Katarina : l’économie sociale et solidaire, le commerce et l’artisanat, les activités, l’emploi, la voirie et les espaces verts.
Isoline : l’école et l’éducation, la petite enfance, la famille, le handicap, les égalités.
Damien : la politique de la ville, l’habitat, les foyers de migrants, les coopérations.
Et Naémi : l’intégration, la citoyenneté, les discriminations, la propreté, les transports.
Lors de la réunion constitutive de l’association qui aura lieu dans 15 jours, chacun des adhérents sera invité à renforcer ces équipes en fonctions de ses motivations et compétences.

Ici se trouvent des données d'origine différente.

//! Sales orders: lines with frozen price snapshots and a closed status
//! state machine.
//!
//! Pure, deterministic domain logic (no IO, no storage). Stock effects are
//! coordinated outside this crate.

pub mod order;

pub use order::{
    CancelOrder, CompleteOrder, Order, OrderCancelled, OrderCommand, OrderCompleted, OrderEvent, OrderLine,
    OrderPlaced, OrderStatus, PlaceOrder, PricedLine, order_total, quantities_by_product,
};
//! Request/response shapes at the engine boundary (serde).

use chrono::{DateTime, Utc};
use serde::{Deserialize, Serialize};

use stockwise_catalog::Product;
use stockwise_core::{
    CustomerId, DomainError, DomainResult, Money, MovementId, OrderId, ProductId, StockShortfall, SupplierId, UserId,
};
use stockwise_inventory::{ChangeType, InventoryMovement};
use stockwise_sales::{Order, OrderStatus};

use crate::fulfillment::{NewOrder, OrderItem, StockAdjustment};

#[derive(Debug, Clone, PartialEq, Eq, Serialize, Deserialize)]
pub struct MovementView {
    pub id: MovementId,
    pub sequence: u64,
    pub product_id: ProductId,
    pub product_name: String,
    pub change_type: ChangeType,
    pub quantity: i64,
    pub notes: String,
    pub order_id: Option<OrderId>,
    pub recorded_by: Option<UserId>,
    pub created_at: DateTime<Utc>,
}

impl MovementView {
    pub fn new(movement: InventoryMovement, product_name: impl Into<String>) -> Self {
        Self {
            id: movement.id,
            sequence: movement.sequence,
            product_id: movement.product_id,
            product_name: product_name.into(),
            change_type: movement.change_type,
            quantity: movement.quantity,
            notes: movement.notes,
            order_id: movement.order_id,
            recorded_by: movement.recorded_by,
            created_at: movement.created_at,
        }
    }
}

#[derive(Debug, Clone, PartialEq, Eq, Serialize, Deserialize)]
pub struct AdjustStockRequest {
    pub product_id: ProductId,
    pub change_type: ChangeType,
    pub quantity: i64,
    pub notes: String,
}

impl AdjustStockRequest {
    pub fn into_adjustment(self, recorded_by: Option<UserId>) -> StockAdjustment {
        StockAdjustment {
            product_id: self.product_id,
            change_type: self.change_type,
            quantity: self.quantity,
            notes: self.notes,
            recorded_by,
        }
    }
}

#[derive(Debug, Clone, Copy, PartialEq, Eq, Serialize, Deserialize)]
pub struct OrderItemRequest {
    pub product_id: ProductId,
    pub quantity: i64,
}

#[derive(Debug, Clone, PartialEq, Eq, Serialize, Deserialize)]
pub struct CreateOrderRequest {
    #[serde(default)]
    pub customer_id: Option<CustomerId>,
    pub items: Vec<OrderItemRequest>,
}

impl CreateOrderRequest {
    pub fn into_new_order(self, created_by: Option<UserId>) -> NewOrder {
        NewOrder {
            customer_id: self.customer_id,
            items: self
                .items
                .into_iter()
                .map(|i| OrderItem {
                    product_id: i.product_id,
                    quantity: i.quantity,
                })
                .collect(),
            created_by,
        }
    }
}

#[derive(Debug, Clone, PartialEq, Eq, Serialize, Deserialize)]
pub struct OrderLineView {
    pub line_no: u32,
    pub product_id: ProductId,
    pub quantity: i64,
    pub unit_price_snapshot: Money,
    pub line_total: Money,
}

#[derive(Debug, Clone, PartialEq, Eq, Serialize, Deserialize)]
pub struct OrderView {
    pub id: OrderId,
    pub customer_id: Option<CustomerId>,
    pub status: OrderStatus,
    pub total_amount: Money,
    pub created_by: Option<UserId>,
    pub created_at: DateTime<Utc>,
    pub updated_at: DateTime<Utc>,
    pub lines: Vec<OrderLineView>,
}

impl OrderView {
    pub fn from_order(order: &Order) -> DomainResult<Self> {
        let lines = order
            .lines()
            .iter()
            .map(|l| {
                Ok(OrderLineView {
                    line_no: l.line_no,
                    product_id: l.product_id,
                    quantity: l.quantity,
                    unit_price_snapshot: l.unit_price_snapshot,
                    line_total: l.line_total()?,
                })
            })
            .collect::<DomainResult<Vec<_>>>()?;

        Ok(Self {
            id: order.id_typed(),
            customer_id: order.customer_id(),
            status: order.status(),
            total_amount: order.total_amount(),
            created_by: order.created_by(),
            created_at: order.created_at(),
            updated_at: order.updated_at(),
            lines,
        })
    }
}

/// Product with its projected stock attached (read-only at the boundary).
#[derive(Debug, Clone, PartialEq, Eq, Serialize, Deserialize)]
pub struct ProductView {
    pub id: ProductId,
    pub sku: String,
    pub name: String,
    pub category: Option<String>,
    pub unit_price: Money,
    pub min_stock_threshold: u32,
    pub supplier_id: Option<SupplierId>,
    pub stock_quantity: i64,
    pub is_low_stock: bool,
    pub created_at: DateTime<Utc>,
    pub updated_at: DateTime<Utc>,
}

impl ProductView {
    pub fn new(product: Product, stock_quantity: i64) -> Self {
        Self {
            is_low_stock: product.is_low_stock(stock_quantity),
            id: product.id,
            sku: product.sku,
            name: product.name,
            category: product.category,
            unit_price: product.unit_price,
            min_stock_threshold: product.min_stock_threshold,
            supplier_id: product.supplier_id,
            stock_quantity,
            created_at: product.created_at,
            updated_at: product.updated_at,
        }
    }
}

/// Dashboard aggregate, recomputed on every request.
#[derive(Debug, Clone, Default, PartialEq, Eq, Serialize, Deserialize)]
pub struct DashboardStats {
    pub total_products: usize,
    pub low_stock_items: usize,
    pub total_orders: usize,
    pub pending_orders: usize,
    /// `Σ unit_price × on_hand` over all products.
    pub total_stock_value: Money,
    /// Sum of completed orders' totals.
    pub total_revenue: Money,
}

/// Error body for any boundary layer.
#[derive(Debug, Clone, PartialEq, Eq, Serialize, Deserialize)]
pub struct ErrorBody {
    pub error: String,
    pub message: String,
    #[serde(default, skip_serializing_if = "Option::is_none")]
    pub shortfalls: Option<Vec<StockShortfall>>,
}

impl From<&DomainError> for ErrorBody {
    fn from(err: &DomainError) -> Self {
        let shortfalls = match err {
            DomainError::InsufficientStock(list) => Some(list.clone()),
            _ => None,
        };
        Self {
            error: err.code().to_string(),
            message: err.to_string(),
            shortfalls,
        }
    }
}

impl From<DomainError> for ErrorBody {
    fn from(err: DomainError) -> Self {
        Self::from(&err)
    }
}
//! Engine configuration, read from `STOCKWISE_*` environment variables.

use std::time::Duration;

use serde::{Deserialize, Serialize};
use thiserror::Error;

use stockwise_core::Page;

pub const ENV_LOCK_TIMEOUT_MS: &str = "STOCKWISE_LOCK_TIMEOUT_MS";
pub const ENV_DEFAULT_MIN_STOCK: &str = "STOCKWISE_DEFAULT_MIN_STOCK";
pub const ENV_PAGE_LIMIT: &str = "STOCKWISE_PAGE_LIMIT";
pub const ENV_MAX_PAGE_LIMIT: &str = "STOCKWISE_MAX_PAGE_LIMIT";

#[derive(Debug, Error, Clone, PartialEq, Eq)]
pub enum ConfigError {
    #[error("{key}: cannot parse '{value}' as a non-negative integer")]
    NotANumber { key: &'static str, value: String },

    #[error("{key}: {reason}")]
    OutOfRange { key: &'static str, reason: String },
}

#[derive(Debug, Clone, PartialEq, Eq, Serialize, Deserialize)]
pub struct EngineConfig {
    /// Upper bound on waiting for per-product stock locks.
    #[serde(with = "millis")]
    pub lock_timeout: Duration,
    /// Threshold given to products created without one.
    pub default_min_stock: u32,
    /// Listing size when the caller gives none.
    pub page_limit: usize,
    /// Hard cap on any listing size.
    pub max_page_limit: usize,
}

impl Default for EngineConfig {
    fn default() -> Self {
        Self {
            lock_timeout: Duration::from_millis(5_000),
            default_min_stock: 10,
            page_limit: 100,
            max_page_limit: 500,
        }
    }
}

impl EngineConfig {
    pub fn from_env() -> Result<Self, ConfigError> {
        Self::from_lookup(|key| std::env::var(key).ok())
    }

    /// Build from any key lookup; unset keys keep their defaults.
    pub fn from_lookup(lookup: impl Fn(&str) -> Option<String>) -> Result<Self, ConfigError> {
        let defaults = Self::default();

        let lock_timeout_ms = parse(&lookup, ENV_LOCK_TIMEOUT_MS)?.unwrap_or(defaults.lock_timeout.as_millis() as u64);
        let default_min_stock = match parse(&lookup, ENV_DEFAULT_MIN_STOCK)? {
            Some(v) => u32::try_from(v).map_err(|_| ConfigError::OutOfRange {
                key: ENV_DEFAULT_MIN_STOCK,
                reason: format!("{v} does not fit in 32 bits"),
            })?,
            None => defaults.default_min_stock,
        };
        let page_limit = parse(&lookup, ENV_PAGE_LIMIT)?.map_or(defaults.page_limit, |v| v as usize);
        let max_page_limit = parse(&lookup, ENV_MAX_PAGE_LIMIT)?.map_or(defaults.max_page_limit, |v| v as usize);

        let config = Self {
            lock_timeout: Duration::from_millis(lock_timeout_ms),
            default_min_stock,
            page_limit,
            max_page_limit,
        };
        config.validate()?;
        Ok(config)
    }

    pub fn validate(&self) -> Result<(), ConfigError> {
        if self.lock_timeout.is_zero() {
            return Err(ConfigError::OutOfRange {
                key: ENV_LOCK_TIMEOUT_MS,
                reason: "must be greater than zero".to_string(),
            });
        }
        if self.max_page_limit == 0 {
            return Err(ConfigError::OutOfRange {
                key: ENV_MAX_PAGE_LIMIT,
                reason: "must be greater than zero".to_string(),
            });
        }
        if self.page_limit == 0 || self.page_limit > self.max_page_limit {
            return Err(ConfigError::OutOfRange {
                key: ENV_PAGE_LIMIT,
                reason: format!("must be between 1 and {}", self.max_page_limit),
            });
        }
        Ok(())
    }

    /// Resolve optional `skip`/`limit` into a capped page.
    pub fn page(&self, skip: Option<usize>, limit: Option<usize>) -> Page {
        Page::new(skip.unwrap_or(0), limit.unwrap_or(self.page_limit)).capped(self.max_page_limit)
    }
}

fn parse(lookup: &impl Fn(&str) -> Option<String>, key: &'static str) -> Result<Option<u64>, ConfigError> {
    match lookup(key) {
        None => Ok(None),
        Some(raw) if raw.trim().is_empty() => Ok(None),
        Some(raw) => raw
            .trim()
            .parse::<u64>()
            .map(Some)
            .map_err(|_| ConfigError::NotANumber { key, value: raw }),
    }
}

mod millis {
    use std::time::Duration;

    use serde::{Deserialize, Deserializer, Serializer};

    pub fn serialize<S: Serializer>(value: &Duration, serializer: S) -> Result<S::Ok, S::Error> {
        serializer.serialize_u64(value.as_millis() as u64)
    }

    pub fn deserialize<'de, D: Deserializer<'de>>(deserializer: D) -> Result<Duration, D::Error> {
        u64::deserialize(deserializer).map(Duration::from_millis)
    }
}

Candide n’a pas envie, lui, d’apparaître publiquement en soutien à une structure qui pourrait être stigmatiser comme une opposition rancie à une municipalité peut être contestable à la marge mais en dynamique positive. Candide leur dit qu'il veut pouvoir tenter d’agir encore sur ses terrains, ceux du quotidien, ceux des associations de quartier ou de parents d’élèves, ceux de la démocratie participative et de la communication locale. Martial le met encore en garde de toutes illusions. Toutes les portes d’expression formelle seront fermées, en aucune circonstance il ne peut espérer revenir au conseil de quartier. Les barrages sont levés, les contrôles seront strictes. Candide et tous les autres sont tricard pour un long moment de purgatoire.
« Sans doute, mais je préfère demeurer un rebelle libre, même seul, qu’un rebelle plus fort, mais plus dépendant » se dit à lui-même Candide.